I've known for some time that my dh has a drink problem, but I need some help with tackling it.

For context we have 2 dc's. Both work ft, he is a great dad, loving and thoughtful husband and a great partner. We are lucky to have each other.

BUT..... He can't handle his drink. He can't draw the line no matter how good his intentions are or how hard he tries. He can't recognise the line that you don't cross when you've had enough.
He never causes any trouble in so far that he won't argue with anyone or start fights... he will fall asleep or just keep on drinking and be sick.
When I'm with him and I try to point out that he's had too much, I get told by him not to worry, he's fine
But he's not... if I'm not there he can't be trusted to find a safe way home.
In the past he's fell asleep on grass verges and been brought home by the police. I genuinely don't know if he goes out for the night that he's gonna come home safe
It's a nail biting waiting game
He's always been the same but my nerves can't take any more. Any ideas / suggestions for how to deal??

OP posts:
OliviaBenson · 30/04/2018 09:51

I grew up with a alcoholic parent. My childhood was awful and I live with the repercussions today.

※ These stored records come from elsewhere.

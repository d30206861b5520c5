//! In-memory object store for tests and offline runs

use async_trait::async_trait;
use data_updater_common::{Result, UpdaterError};
use std::collections::BTreeMap;
use std::sync::{Mutex, MutexGuard};

use super::ObjectStore;

/// A call received by [`MemoryObjectStore`], in arrival order
#[derive(Debug, Clone, PartialEq, Eq)]
pub enum StoreCall {
    Get { bucket: String, key: String },
    Put { bucket: String, key: String },
    Copy {
        source_bucket: String,
        source_key: String,
        dest_bucket: String,
        dest_key: String,
    },
    Delete { bucket: String, key: String },
}

#[derive(Default)]
struct State {
    objects: BTreeMap<(String, String), Vec<u8>>,
    calls: Vec<StoreCall>,
}

#[derive(Default)]
pub struct MemoryObjectStore {
    state: Mutex<State>,
}

impl MemoryObjectStore {
    pub fn new() -> Self {
        Self::default()
    }

    /// Seed an object without recording a call.
    pub fn insert(&self, bucket: &str, key: &str, body: Vec<u8>) {
        self.lock()
            .objects
            .insert((bucket.to_string(), key.to_string()), body);
    }

    pub fn object(&self, bucket: &str, key: &str) -> Option<Vec<u8>> {
        self.lock()
            .objects
            .get(&(bucket.to_string(), key.to_string()))
            .cloned()
    }

    /// Every key currently stored in `bucket`
    pub fn keys(&self, bucket: &str) -> Vec<String> {
        self.lock()
            .objects
            .keys()
            .filter(|(b, _)| b == bucket)
            .map(|(_, k)| k.clone())
            .collect()
    }

    pub fn calls(&self) -> Vec<StoreCall> {
        self.lock().calls.clone()
    }

    fn lock(&self) -> MutexGuard<'_, State> {
        self.state.lock().unwrap_or_else(|e| e.into_inner())
    }
}

fn not_found(operation: &'static str, bucket: &str, key: &str) -> UpdaterError {
    UpdaterError::object_store(operation, bucket, key, "NoSuchKey: object does not exist")
}

#[async_trait]
impl ObjectStore for MemoryObjectStore {
    async fn get(&self, bucket: &str, key: &str) -> Result<Vec<u8>> {
        let mut state = self.lock();
        state.calls.push(StoreCall::Get {
            bucket: bucket.to_string(),
            key: key.to_string(),
        });
        state
            .objects
            .get(&(bucket.to_string(), key.to_string()))
            .cloned()
            .ok_or_else(|| not_found("get", bucket, key))
    }

    async fn put(&self, bucket: &str, key: &str, body: Vec<u8>) -> Result<()> {
        let mut state = self.lock();
        state.calls.push(StoreCall::Put {
            bucket: bucket.to_string(),
            key: key.to_string(),
        });
        state
            .objects
            .insert((bucket.to_string(), key.to_string()), body);
        Ok(())
    }

    async fn copy(
        &self,
        source_bucket: &str,
        source_key: &str,
        dest_bucket: &str,
        dest_key: &str,
    ) -> Result<()> {
        let mut state = self.lock();
        state.calls.push(StoreCall::Copy {
            source_bucket: source_bucket.to_string(),
            source_key: source_key.to_string(),
            dest_bucket: dest_bucket.to_string(),
            dest_key: dest_key.to_string(),
        });
        let body = state
            .objects
            .get(&(source_bucket.to_string(), source_key.to_string()))
            .cloned()
            .ok_or_else(|| not_found("copy", source_bucket, source_key))?;
        state
            .objects
            .insert((dest_bucket.to_string(), dest_key.to_string()), body);
        Ok(())
    }

    async fn delete(&self, bucket: &str, key: &str) -> Result<()> {
        let mut state = self.lock();
        state.calls.push(StoreCall::Delete {
            bucket: bucket.to_string(),
            key: key.to_string(),
        });
        state
            .objects
            .remove(&(bucket.to_string(), key.to_string()));
        Ok(())
    }
}
//! Logging Configuration and Initialization
//!
//! Every binary in the workspace logs through `tracing`. Output always goes to
//! stdout, which the Lambda host forwards to CloudWatch; the local runner prints to
//! the terminal.
//!
//! - Text or JSON format
//! - Configurable level plus per-target filter directives
//! - Environment-based configuration (`LOG_*` variables)
//!
//! Use the structured macros (`info!`, `warn!`, `error!`, ...) with fields rather than
//! `println!`:
//!
//! ```rust
//! use tracing::info;
//!
//! let table = "data_updater_prices";
//! info!(table = %table, rows = 12, "Bulk load complete");
//! ```
//!
//! # Example
//!
//! ```no_run
//! use data_updater_common::logging::{init_logging, LogConfig};
//!
//! fn main() -> anyhow::Result<()> {
//!     let config = LogConfig::from_env()?;
//!     init_logging(&config)?;
//!     Ok(())
//! }
//! ```

use anyhow::{Context, Result};
use serde::{Deserialize, Serialize};
use tracing::Level;
use tracing_subscriber::{
    fmt::{self, format::FmtSpan},
    layer::SubscriberExt,
    util::SubscriberInitExt,
    EnvFilter,
};

/// Log level for filtering messages
#[derive(Debug, Clone, Copy, PartialEq, Eq, Serialize, Deserialize, Default)]
#[serde(rename_all = "lowercase")]
pub enum LogLevel {
    Trace,
    Debug,
    #[default]
    Info,
    Warn,
    Error,
}

impl LogLevel {
    /// Convert to tracing Level
    pub fn to_tracing_level(self) -> Level {
        match self {
            LogLevel::Trace => Level::TRACE,
            LogLevel::Debug => Level::DEBUG,
            LogLevel::Info => Level::INFO,
            LogLevel::Warn => Level::WARN,
            LogLevel::Error => Level::ERROR,
        }
    }
}

impl std::str::FromStr for LogLevel {
    type Err = anyhow::Error;

    fn from_str(s: &str) -> std::result::Result<Self, Self::Err> {
        match s.to_lowercase().as_str() {
            "trace" => Ok(LogLevel::Trace),
            "debug" => Ok(LogLevel::Debug),
            "info" => Ok(LogLevel::Info),
            "warn" | "warning" => Ok(LogLevel::Warn),
            "error" => Ok(LogLevel::Error),
            _ => Err(anyhow::anyhow!("Invalid log level: {}", s)),
        }
    }
}

impl std::fmt::Display for LogLevel {
    fn fmt(&self, f: &mut std::fmt::Formatter<'_>) -> std::fmt::Result {
        match self {
            LogLevel::Trace => write!(f, "trace"),
            LogLevel::Debug => write!(f, "debug"),
            LogLevel::Info => write!(f, "info"),
            LogLevel::Warn => write!(f, "warn"),
            LogLevel::Error => write!(f, "error"),
        }
    }
}

/// Log format
#[derive(Debug, Clone, PartialEq, Eq, Serialize, Deserialize, Default)]
#[serde(rename_all = "lowercase")]
pub enum LogFormat {
    /// Human-readable text format
    #[default]
    Text,
    /// JSON lines, one object per event
    Json,
}

impl std::str::FromStr for LogFormat {
    type Err = anyhow::Error;

    fn from_str(s: &str) -> std::result::Result<Self, Self::Err> {
        match s.to_lowercase().as_str() {
            "text" | "pretty" => Ok(LogFormat::Text),
            "json" => Ok(LogFormat::Json),
            _ => Err(anyhow::anyhow!("Invalid log format: {}", s)),
        }
    }
}

impl std::fmt::Display for LogFormat {
    fn fmt(&self, f: &mut std::fmt::Formatter<'_>) -> std::fmt::Result {
        match self {
            LogFormat::Text => write!(f, "text"),
            LogFormat::Json => write!(f, "json"),
        }
    }
}

/// Logging configuration
#[derive(Debug, Clone, Serialize, Deserialize)]
pub struct LogConfig {
    /// Minimum log level to display
    pub level: LogLevel,

    /// Log format (text or JSON)
    pub format: LogFormat,

    /// Additional filter directives (e.g., "aws_smithy_runtime=warn,data_updater=debug")
    pub filter_directives: Option<String>,

    /// Whether to include file and line number in logs
    pub include_location: bool,

    /// Whether to include target module names in logs
    pub include_targets: bool,

    /// Whether to emit ANSI colour codes (off for CloudWatch)
    pub ansi: bool,
}

impl Default for LogConfig {
    fn default() -> Self {
        Self {
            level: LogLevel::Info,
            format: LogFormat::Text,
            filter_directives: None,
            include_location: false,
            include_targets: true,
            ansi: false,
        }
    }
}

impl LogConfig {
    /// Create a new LogConfig with defaults
    pub fn new() -> Self {
        Self::default()
    }

    /// Load configuration from environment variables
    ///
    /// Environment variables:
    /// - `LOG_LEVEL`: Log level (trace, debug, info, warn, error)
    /// - `LOG_FORMAT`: Log format (text, json)
    /// - `LOG_FILTER`: Additional filter directives
    /// - `LOG_INCLUDE_LOCATION`: Include file/line in logs (true/false)
    /// - `LOG_INCLUDE_TARGETS`: Include module targets (true/false)
    /// - `LOG_ANSI`: Emit ANSI colours (true/false)
    pub fn from_env() -> Result<Self> {
        Self::from_env_or(Self::default())
    }

    /// Like [`LogConfig::from_env`], starting from `base` instead of the defaults.
    ///
    /// Variables that are set take precedence over the values in `base`.
    pub fn from_env_or(base: LogConfig) -> Result<Self> {
        let mut config = base;

        if let Ok(level) = std::env::var("LOG_LEVEL") {
            config.level = level.parse()?;
        }

        if let Ok(format) = std::env::var("LOG_FORMAT") {
            config.format = format.parse()?;
        }

        if let Ok(filter) = std::env::var("LOG_FILTER") {
            config.filter_directives = Some(filter);
        }

        if let Ok(val) = std::env::var("LOG_INCLUDE_LOCATION") {
            config.include_location = val.parse().unwrap_or(false);
        }

        if let Ok(val) = std::env::var("LOG_INCLUDE_TARGETS") {
            config.include_targets = val.parse().unwrap_or(true);
        }

        if let Ok(val) = std::env::var("LOG_ANSI") {
            config.ansi = val.parse().unwrap_or(false);
        }

        Ok(config)
    }

    /// Create a builder for fluent configuration
    pub fn builder() -> LogConfigBuilder {
        LogConfigBuilder::default()
    }
}

/// Builder for LogConfig
#[derive(Default)]
pub struct LogConfigBuilder {
    config: LogConfig,
}

impl LogConfigBuilder {
    pub fn level(mut self, level: LogLevel) -> Self {
        self.config.level = level;
        self
    }

    pub fn format(mut self, format: LogFormat) -> Self {
        self.config.format = format;
        self
    }

    pub fn filter_directives(mut self, filter: impl Into<String>) -> Self {
        self.config.filter_directives = Some(filter.into());
        self
    }

    pub fn include_location(mut self, include: bool) -> Self {
        self.config.include_location = include;
        self
    }

    pub fn include_targets(mut self, include: bool) -> Self {
        self.config.include_targets = include;
        self
    }

    pub fn ansi(mut self, ansi: bool) -> Self {
        self.config.ansi = ansi;
        self
    }

    pub fn build(self) -> LogConfig {
        self.config
    }
}

/// Initialize logging with the given configuration
///
/// Sets the global tracing subscriber; call once at startup.
pub fn init_logging(config: &LogConfig) -> Result<()> {
    let mut filter =
        EnvFilter::from_default_env().add_directive(config.level.to_tracing_level().into());

    if let Some(ref directives) = config.filter_directives {
        for directive in directives.split(',').filter(|d| !d.trim().is_empty()) {
            filter = filter.add_directive(
                directive
                    .trim()
                    .parse()
                    .context("Failed to parse filter directive")?,
            );
        }
    }

    let fmt_layer = fmt::layer()
        .with_writer(std::io::stdout)
        .with_target(config.include_targets)
        .with_file(config.include_location)
        .with_line_number(config.include_location)
        .with_span_events(FmtSpan::CLOSE)
        .with_ansi(config.ansi);

    match config.format {
        LogFormat::Text => {
            tracing_subscriber::registry()
                .with(filter)
                .with(fmt_layer)
                .try_init()?;
        },
        LogFormat::Json => {
            tracing_subscriber::registry()
                .with(filter)
                .with(fmt_layer.json())
                .try_init()?;
        },
    }

    Ok(())
}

This will be affecting your kids and if nothing else you need to do the right thing by them. Give him an ultimatum but if he breaks it you need to follow it through.

TheParisofPeople · 30/04/2018 09:56

Well, as I’m sure you know by now, your DH is an addict/alcoholic. It’s not being ‘greedy’ they literally can’t stop once they’ve started that’s one of the key symptoms of addiction. He has to get help if he wants you to stick around but as PP have said that means facing up to the problem and he is probably deep in denial.

None of this is your fault or your responsibility to resolve. It took me a long time to get to that detachment point with my ex as I’m a ‘fixer’ in relationships but he is 2 years clean now, but he had to want it for himself.

tightsstink · 30/04/2018 12:17

Folks thank you for all your suggestions and support. I really appreciate it xx

OP posts:
youthrewmysandwichAWAY · 30/04/2018 12:53

Whilst I wouldn't say my DH had a drinking problem, he also didn't know when to stop and ended up in some dangerous and ridiculous situations. I gave him an ultimatum. I said I don't mind him drinking but not doing the things he was doing like getting lost miles away from home. If he did it again we would split up and I meant it. I made him go to his parents after a bad incident in which he came home at 8am off his face and pissed in my kitchen sink.
He didn't drink at all for a few months and has been controlled ever since and not done it for about 3 years now.